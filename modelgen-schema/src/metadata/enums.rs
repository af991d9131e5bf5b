use std::collections::HashMap;

use modelgen_core::JAVA_NAMING;
use serde::{Deserialize, Serialize};

use super::MetadataProvider;
use crate::{Result, validate::ParseContext};

/// A database enum type and its constants.
#[derive(Debug, Clone, PartialEq, Eq, Deserialize, Serialize)]
#[serde(deny_unknown_fields)]
pub struct EnumDefinition {
    /// SQL type name of the enum (as it appears in column types).
    pub name: String,
    /// Constants in declaration order.
    pub values: Vec<EnumValue>,
}

/// A single enum constant.
#[derive(Debug, Clone, PartialEq, Eq, Deserialize, Serialize)]
#[serde(deny_unknown_fields)]
pub struct EnumValue {
    /// Stored value; becomes the Java constant name.
    pub code: String,
    /// Human-readable label. Defaults to the code.
    pub label: Option<String>,
}

impl EnumValue {
    /// The label, falling back to the code.
    pub fn label(&self) -> &str {
        self.label.as_deref().unwrap_or(&self.code)
    }
}

/// Provides enum definitions, looked up by SQL type name.
#[derive(Debug, Clone, Default)]
pub struct EnumProvider {
    enums: Vec<EnumDefinition>,
    by_name: HashMap<String, usize>,
}

impl EnumProvider {
    pub(crate) fn load(enums: Vec<EnumDefinition>, ctx: &ParseContext) -> Result<Self> {
        ctx.ensure_unique(enums.iter().map(|e| e.name.as_str()), "enum")?;

        for definition in &enums {
            ctx.validate_name(&definition.name, "enum")?;
            let enum_ctx = ctx.push(&definition.name);

            if definition.values.is_empty() {
                return Err(enum_ctx.error_at(
                    format!("enum '{}' has no values", definition.name),
                    &definition.name,
                ));
            }
            for value in &definition.values {
                enum_ctx.validate_name(&value.code, "enum value")?;
                if value.code.contains('-') {
                    return Err(enum_ctx.error_at(
                        format!("enum value '{}' cannot contain dashes", value.code),
                        &value.code,
                    ));
                }
                if JAVA_NAMING.is_reserved(&value.code) {
                    return Err(enum_ctx.error_at(
                        format!("enum value '{}' is a reserved Java keyword", value.code),
                        &value.code,
                    ));
                }
            }
            enum_ctx.ensure_unique(
                definition.values.iter().map(|v| v.code.as_str()),
                "enum value",
            )?;
        }

        let by_name = enums
            .iter()
            .enumerate()
            .map(|(i, e)| (e.name.clone(), i))
            .collect();
        Ok(Self { enums, by_name })
    }

    /// Find the enum registered for a SQL type name.
    pub fn find(&self, sql_type: &str) -> Option<&EnumDefinition> {
        self.by_name.get(sql_type).map(|&i| &self.enums[i])
    }

    /// Returns true if `sql_type` names a registered enum.
    pub fn is_enum(&self, sql_type: &str) -> bool {
        self.by_name.contains_key(sql_type)
    }
}

impl MetadataProvider for EnumProvider {
    type Descriptor = EnumDefinition;

    fn find_all(&self) -> &[EnumDefinition] {
        &self.enums
    }
}

#[cfg(test)]
mod tests {
    use crate::{Error, Metadata};

    #[test]
    fn test_enum_lookup() {
        let metadata: Metadata = r#"
            [[enum]]
            name = "person_status"
            values = [
                { code = "ACTIVE", label = "Active" },
                { code = "BLOCKED" },
            ]
        "#
        .parse()
        .unwrap();

        let status = metadata.enums.find("person_status").unwrap();
        assert_eq!(status.values[0].label(), "Active");
        assert_eq!(status.values[1].label(), "BLOCKED");
        assert!(metadata.enums.is_enum("person_status"));
        assert!(!metadata.enums.is_enum("text"));
    }

    #[test]
    fn test_enum_without_values_rejected() {
        let err = r#"
            [[enum]]
            name = "empty_enum"
            values = []
        "#
        .parse::<Metadata>()
        .unwrap_err();

        assert!(matches!(*err, Error::Validation { .. }));
    }

    #[test]
    fn test_enum_dashed_code_rejected() {
        let err = r#"
            [[enum]]
            name = "status"
            values = [{ code = "NOT-ACTIVE" }]
        "#
        .parse::<Metadata>()
        .unwrap_err();

        assert!(
            matches!(*err, Error::Validation { ref message, .. } if message.contains("dashes"))
        );
    }

    #[test]
    fn test_enum_reserved_code_rejected() {
        let err = r#"
            [[enum]]
            name = "kind"
            values = [{ code = "default", label = "Default kind" }]
        "#
        .parse::<Metadata>()
        .unwrap_err();

        assert!(
            matches!(*err, Error::Validation { ref message, .. } if message.contains("reserved"))
        );
    }

    #[test]
    fn test_enum_duplicate_code_rejected() {
        let err = r#"
            [[enum]]
            name = "status"
            values = [{ code = "A" }, { code = "A" }]
        "#
        .parse::<Metadata>()
        .unwrap_err();

        assert!(matches!(*err, Error::Duplicate { .. }));
    }
}
//! Scopes: the template-ready data produced by the scope factories.
//!
//! Every scope describes exactly one generated Java source file. Scopes are
//! plain serializable values so they can also be handed to an external
//! template engine as JSON.

use serde::Serialize;

/// One attribute of a [`Constraint`].
#[derive(Debug, Clone, PartialEq, Eq, Serialize)]
pub struct Content {
    pub key: String,
    pub value: String,
}

impl Content {
    pub fn new(key: impl Into<String>, value: impl Into<String>) -> Self {
        Self {
            key: key.into(),
            value: value.into(),
        }
    }
}

/// An annotation attached to a field, e.g.
/// `@XmlJavaTypeAdapter(value = LocalDateXmlAdapter.class)`.
///
/// The name is the fully qualified annotation (with the leading `@`).
#[derive(Debug, Clone, PartialEq, Eq, Serialize)]
pub struct Constraint {
    pub name: String,
    pub content: Vec<Content>,
}

impl Constraint {
    pub fn new(name: impl Into<String>) -> Self {
        Self {
            name: name.into(),
            content: Vec::new(),
        }
    }

    pub fn with_content(mut self, key: impl Into<String>, value: impl Into<String>) -> Self {
        self.content.push(Content::new(key, value));
        self
    }
}

/// A field of a generated class.
#[derive(Debug, Clone, PartialEq, Eq, Serialize)]
pub struct Field {
    /// Java identifier.
    pub name: String,
    /// Fully qualified Java type, e.g. `java.util.List<java.lang.String>`.
    #[serde(rename = "type")]
    pub type_name: String,
    pub constraints: Vec<Constraint>,
}

/// A DTO class: partial-update DTOs and async-load models.
#[derive(Debug, Clone, PartialEq, Eq, Serialize)]
#[serde(rename_all = "camelCase")]
pub struct ModelScope {
    pub class_name: String,
    pub fields: Vec<Field>,
}

/// A filter strategy for one async-load model.
#[derive(Debug, Clone, PartialEq, Eq, Serialize)]
#[serde(rename_all = "camelCase")]
pub struct FilterStrategyScope {
    pub class_name: String,
    /// The model class whose rows are filtered.
    pub model_class_name: String,
    /// Maximum number of rows per async load.
    pub limit: u32,
}

/// A single enum constant.
#[derive(Debug, Clone, PartialEq, Eq, Serialize)]
pub struct EnumConstant {
    pub code: String,
    pub label: String,
}

/// A Java enum for a database enum type.
#[derive(Debug, Clone, PartialEq, Eq, Serialize)]
#[serde(rename_all = "camelCase")]
pub struct EnumScope {
    pub class_name: String,
    pub constants: Vec<EnumConstant>,
}

/// Any scope a factory can produce.
#[derive(Debug, Clone, PartialEq, Eq, Serialize)]
#[serde(tag = "kind", rename_all = "kebab-case")]
pub enum Scope {
    Model(ModelScope),
    FilterStrategy(FilterStrategyScope),
    Enum(EnumScope),
}

impl Scope {
    /// Name of the class this scope renders to.
    pub fn class_name(&self) -> &str {
        match self {
            Scope::Model(scope) => &scope.class_name,
            Scope::FilterStrategy(scope) => &scope.class_name,
            Scope::Enum(scope) => &scope.class_name,
        }
    }
}

impl From<ModelScope> for Scope {
    fn from(scope: ModelScope) -> Self {
        Scope::Model(scope)
    }
}

impl From<FilterStrategyScope> for Scope {
    fn from(scope: FilterStrategyScope) -> Self {
        Scope::FilterStrategy(scope)
    }
}

impl From<EnumScope> for Scope {
    fn from(scope: EnumScope) -> Self {
        Scope::Enum(scope)
    }
}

▶ [THE TASK]:
Nothing but an exact copy of the lines from the first one above through the line holding "pub struct EnumDefinition" should be returned.

▶ [ANSWER TO THIS TASK]:
filename modelgen-schema/src/metadata/enums.rs
repository af991d9131e5bf5b
use std::collections::HashMap;

use modelgen_core::JAVA_NAMING;
use serde::{Deserialize, Serialize};

use super::MetadataProvider;
use crate::{Result, validate::ParseContext};

/// A database enum type and its constants.
#[derive(Debug, Clone, PartialEq, Eq, Deserialize, Serialize)]
#[serde(deny_unknown_fields)]
pub struct EnumDefinition {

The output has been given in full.